Aneurysm of the internal carotid artery or vertebral artery is known to be one of the rare causes of pulsatile tinnitus, with aneurysm of the internal carotid artery of the petrous
13) and aneurysm of the sigmoid sinus
14) being reported as the main causes of pulsatile tinnitus. In contrast, pulsatile tinnitus due to aneurysm of the cerebral artery other than a dissecting aneurysm is highly rare.
15) Although the aneurysm that was present in our case was on the same side as the location of tinnitus, it was a relatively small aneurysm that occurred in the middle cerebral artery in an area irrelevant to the internal auditory canal and petrous and was not a dissecting aneurysm. Therefore, the possibility of pulsatile tinnitus due to aneurysm was excluded.
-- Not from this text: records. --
//! Tracing initialisation.

use tracing_subscriber::{layer::SubscriberExt, util::SubscriberInitExt, EnvFilter};

/// Install the global subscriber. `RUST_LOG` takes precedence over
/// `fallback`. Returns `false` if a subscriber was already installed.
pub fn init_tracing(fallback: &str) -> bool {
    let filter = EnvFilter::try_from_default_env()
        .or_else(|_| EnvFilter::try_new(fallback))
        .unwrap_or_else(|_| EnvFilter::new("info"));

    tracing_subscriber::registry()
        .with(filter)
        .with(tracing_subscriber::fmt::layer())
        .try_init()
        .is_ok()
}
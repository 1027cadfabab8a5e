//! Asynchronous client for the cipher worker.
//!
//! Every call registers a one-shot reply slot under a fresh correlation id,
//! posts a request to the worker and waits (bounded) for the dispatcher to
//! route the matching response back.

use parking_lot::Mutex;
use serde::{Deserialize, Serialize};
use std::collections::HashMap;
use std::sync::atomic::{AtomicBool, Ordering};
use std::sync::Arc;
use std::thread;
use std::time::Duration;
use tokio::sync::{mpsc, oneshot};
use tracing::{debug, info, warn};
use uuid::Uuid;

use crate::worker::{Credentials, Operation, Reply, Request, Response, Worker};
use veilvault_common::{ByteStream, Error, Result, SensitiveString};

/// Engine timeouts and queue bounds.
#[derive(Debug, Clone, Serialize, Deserialize)]
#[serde(default)]
pub struct EngineConfig {
    /// Maximum time to wait for the worker to come up.
    pub startup_timeout: Duration,
    /// Timeout for string-valued operations.
    pub request_timeout: Duration,
    /// Timeout for stream operations, covering only the hand-off of the
    /// transformed stream, not its consumption.
    pub stream_handoff_timeout: Duration,
    /// Capacity of the request channel. Also bounds the pending table.
    pub queue_depth: usize,
}

impl Default for EngineConfig {
    fn default() -> Self {
        Self {
            startup_timeout: Duration::from_secs(10),
            request_timeout: Duration::from_secs(30),
            stream_handoff_timeout: Duration::from_secs(30),
            queue_depth: 256,
        }
    }
}

type PendingTable = Arc<Mutex<HashMap<Uuid, oneshot::Sender<Result<Reply>>>>>;

enum EngineState {
    Idle,
    Running(mpsc::Sender<Request>),
    Terminated,
}

struct EngineInner {
    config: EngineConfig,
    state: Mutex<EngineState>,
    pending: PendingTable,
    terminated: Arc<AtomicBool>,
}

/// Handle to the cipher engine. Cheap to clone.
#[derive(Clone)]
pub struct CipherEngine {
    inner: Arc<EngineInner>,
}

impl CipherEngine {
    /// Create an engine that has not been started yet.
    pub fn new(config: EngineConfig) -> Self {
        Self {
            inner: Arc::new(EngineInner {
                config,
                state: Mutex::new(EngineState::Idle),
                pending: Arc::new(Mutex::new(HashMap::new())),
                terminated: Arc::new(AtomicBool::new(false)),
            }),
        }
    }

    /// Create and start an engine.
    pub async fn start_with(config: EngineConfig) -> Result<Self> {
        let engine = Self::new(config);
        engine.start().await?;
        Ok(engine)
    }

    /// Spawn the worker thread and the response dispatcher.
    ///
    /// Must be called from within a tokio runtime. Starting a running engine
    /// is a no-op.
    pub async fn start(&self) -> Result<()> {
        match &*self.inner.state.lock() {
            EngineState::Running(_) => return Ok(()),
            EngineState::Terminated => return Err(Error::EngineTerminated),
            EngineState::Idle => {}
        }

        let (request_tx, request_rx) = mpsc::channel(self.inner.config.queue_depth.max(1));
        let (response_tx, response_rx) = mpsc::unbounded_channel();
        let (ready_tx, ready_rx) = oneshot::channel();

        let worker = Worker::new(request_rx, response_tx, Arc::clone(&self.inner.terminated));
        thread::Builder::new()
            .name("veilvault-cipher".to_string())
            .spawn(move || worker.run(ready_tx))?;

        tokio::spawn(dispatch(response_rx, Arc::clone(&self.inner.pending)));

        let startup = self.inner.config.startup_timeout;
        match tokio::time::timeout(startup, ready_rx).await {
            Ok(Ok(())) => {}
            Ok(Err(_)) => return Err(Error::EngineNotReady),
            Err(_) => {
                return Err(Error::OperationTimeout {
                    operation: "engine startup".to_string(),
                    timeout: startup,
                })
            }
        }

        let mut state = self.inner.state.lock();
        if let EngineState::Idle = *state {
            *state = EngineState::Running(request_tx);
            info!("Cipher engine started");
        }
        Ok(())
    }

    /// Terminate the engine. Every pending request fails with
    /// `EngineTerminated`, as does every later call.
    pub fn shutdown(&self) {
        {
            let mut state = self.inner.state.lock();
            if let EngineState::Terminated = *state {
                return;
            }
            *state = EngineState::Terminated;
        }
        self.inner.terminated.store(true, Ordering::Release);

        let drained: Vec<_> = self.inner.pending.lock().drain().collect();
        for (_, reply) in drained {
            let _ = reply.send(Err(Error::EngineTerminated));
        }
        info!("Cipher engine terminated");
    }

    pub fn is_ready(&self) -> bool {
        matches!(*self.inner.state.lock(), EngineState::Running(_))
    }

    /// Number of requests waiting for a response.
    pub fn pending_requests(&self) -> usize {
        self.inner.pending.lock().len()
    }

    pub async fn encrypt_filename(
        &self,
        plain: &str,
        password: &SensitiveString,
        salt: Option<&SensitiveString>,
    ) -> Result<String> {
        if plain.is_empty() {
            return Ok(String::new());
        }
        let operation = Operation::EncryptFilename {
            name: plain.to_string(),
            credentials: credentials(password, salt),
        };
        self.text(operation).await
    }

    pub async fn decrypt_filename(
        &self,
        encrypted: &str,
        password: &SensitiveString,
        salt: Option<&SensitiveString>,
    ) -> Result<String> {
        if encrypted.is_empty() {
            return Ok(String::new());
        }
        let operation = Operation::DecryptFilename {
            name: encrypted.to_string(),
            credentials: credentials(password, salt),
        };
        self.text(operation).await
    }

    /// Encrypt a byte stream. The returned stream transforms lazily as it
    /// is polled.
    pub async fn encrypt_stream(
        &self,
        source: ByteStream,
        password: &SensitiveString,
        salt: Option<&SensitiveString>,
    ) -> Result<ByteStream> {
        let operation = Operation::EncryptStream {
            source,
            credentials: credentials(password, salt),
        };
        self.stream(operation).await
    }

    /// Decrypt a byte stream produced by [`encrypt_stream`](Self::encrypt_stream).
    pub async fn decrypt_stream(
        &self,
        source: ByteStream,
        password: &SensitiveString,
        salt: Option<&SensitiveString>,
    ) -> Result<ByteStream> {
        let operation = Operation::DecryptStream {
            source,
            credentials: credentials(password, salt),
        };
        self.stream(operation).await
    }

    pub async fn obscure_password(&self, plain: &SensitiveString) -> Result<String> {
        if plain.is_empty() {
            return Ok(String::new());
        }
        self.text(Operation::ObscurePassword { plain: plain.clone() }).await
    }

    pub async fn reveal_password(&self, token: &str) -> Result<SensitiveString> {
        if token.is_empty() {
            return Ok(SensitiveString::new(""));
        }
        let revealed = self
            .text(Operation::RevealPassword { token: token.to_string() })
            .await?;
        Ok(SensitiveString::new(revealed))
    }

    async fn text(&self, operation: Operation) -> Result<String> {
        let timeout = self.inner.config.request_timeout;
        match self.call(operation, timeout).await? {
            Reply::Text(text) => Ok(text),
            Reply::Stream(_) => Err(Error::Crypto("Unexpected stream reply".to_string())),
        }
    }

    async fn stream(&self, operation: Operation) -> Result<ByteStream> {
        let timeout = self.inner.config.stream_handoff_timeout;
        match self.call(operation, timeout).await? {
            Reply::Stream(stream) => Ok(stream),
            Reply::Text(_) => Err(Error::Crypto("Unexpected text reply".to_string())),
        }
    }

    async fn call(&self, operation: Operation, timeout: Duration) -> Result<Reply> {
        let sender = match &*self.inner.state.lock() {
            EngineState::Running(sender) => sender.clone(),
            EngineState::Idle => return Err(Error::EngineNotReady),
            EngineState::Terminated => return Err(Error::EngineTerminated),
        };

        let id = Uuid::new_v4();
        let name = operation.name();
        let pending = &self.inner.pending;

        // A reply slot is registered only once the request channel has room,
        // so callers waiting for capacity stay out of the pending table.
        let exchange = async {
            let permit = sender.reserve().await.map_err(|_| Error::EngineTerminated)?;
            let (reply_tx, reply_rx) = oneshot::channel();
            pending.lock().insert(id, reply_tx);
            permit.send(Request { id, operation });
            reply_rx.await.map_err(|_| Error::EngineTerminated)?
        };
        let outcome = tokio::time::timeout(timeout, exchange).await;

        // The dispatcher removes answered entries; this covers timeouts and
        // send failures.
        self.inner.pending.lock().remove(&id);

        match outcome {
            Ok(result) => result,
            Err(_) => {
                warn!(request_id = %id, operation = name, "Cipher request timed out");
                Err(Error::OperationTimeout {
                    operation: name.to_string(),
                    timeout,
                })
            }
        }
    }
}

fn credentials(password: &SensitiveString, salt: Option<&SensitiveString>) -> Credentials {
    Credentials::new(password.clone(), salt.cloned())
}

/// Route worker responses to their waiting callers.
async fn dispatch(mut responses: mpsc::UnboundedReceiver<Response>, pending: PendingTable) {
    while let Some(Response { id, result }) = responses.recv().await {
        let slot = pending.lock().remove(&id);
        match slot {
            Some(reply) => {
                let _ = reply.send(result);
            }
            None => debug!(request_id = %id, "Discarding response for expired request"),
        }
    }

    let drained: Vec<_> = pending.lock().drain().collect();
    for (_, reply) in drained {
        let _ = reply.send(Err(Error::EngineTerminated));
    }
    debug!("Cipher dispatcher stopped");
}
In our case, pulsatile swelling that accompanied pulsatile tinnitus was observed under endoscopic examination that was carried out at the time of the patient's visit to the hospital. Head and neck CT angiography was selected for further examination under the suspicion of a vascular mass and demonstrated an aberrant course of the internal carotid artery.
Although surgical treatment, such as reconstruction of the internal carotid artery or endarterectomy, is necessary for the treatment of pulsatile tinnitus due to an aberrant course of the internal carotid artery if symptoms of apoplexy, transient ischemic attack of the cerebrum, destruction of surrounding structures, occurrence of aneurysm, and cerebrovascular embolism, are present, it would be advisable to limit surgical treatment to patients with serious cranial nerve symptoms, since manipulation of the internal carotid artery can elicit detrimental hemorrhage, apoplexy, or transient ischemic attack.
12) When patients' concerns about tinnitus are addressed by explaining its causes, pulsatile tinnitus disappears in many cases,
1) or, even if tinnitus is sustained, the patient must not become fearful of or worry about the tinnitus itself. In addition, patients must be guided to avoid situations that can induce future damage to the internal carotid artery by providing them with information on the disease. For the patient in our case, tinnitus disappeared without particular surgical treatment, because the patient's concerns about tinnitus were relieved after the clinician provided the explanation that tinnitus is not a special disease, but rather, it is manifested due to alteration in the course of the carotid artery and prescribed an anti-anxiety drug. As another mechanism for the natural disappearance of tinnitus, it is thought that there is a possibility that noise in blood flow and pulsatile tinnitus disappeared due to gradual reduction in turbulence in the blood vessel that formed at the initial stage as alteration of the internal carotid artery continued to proceed.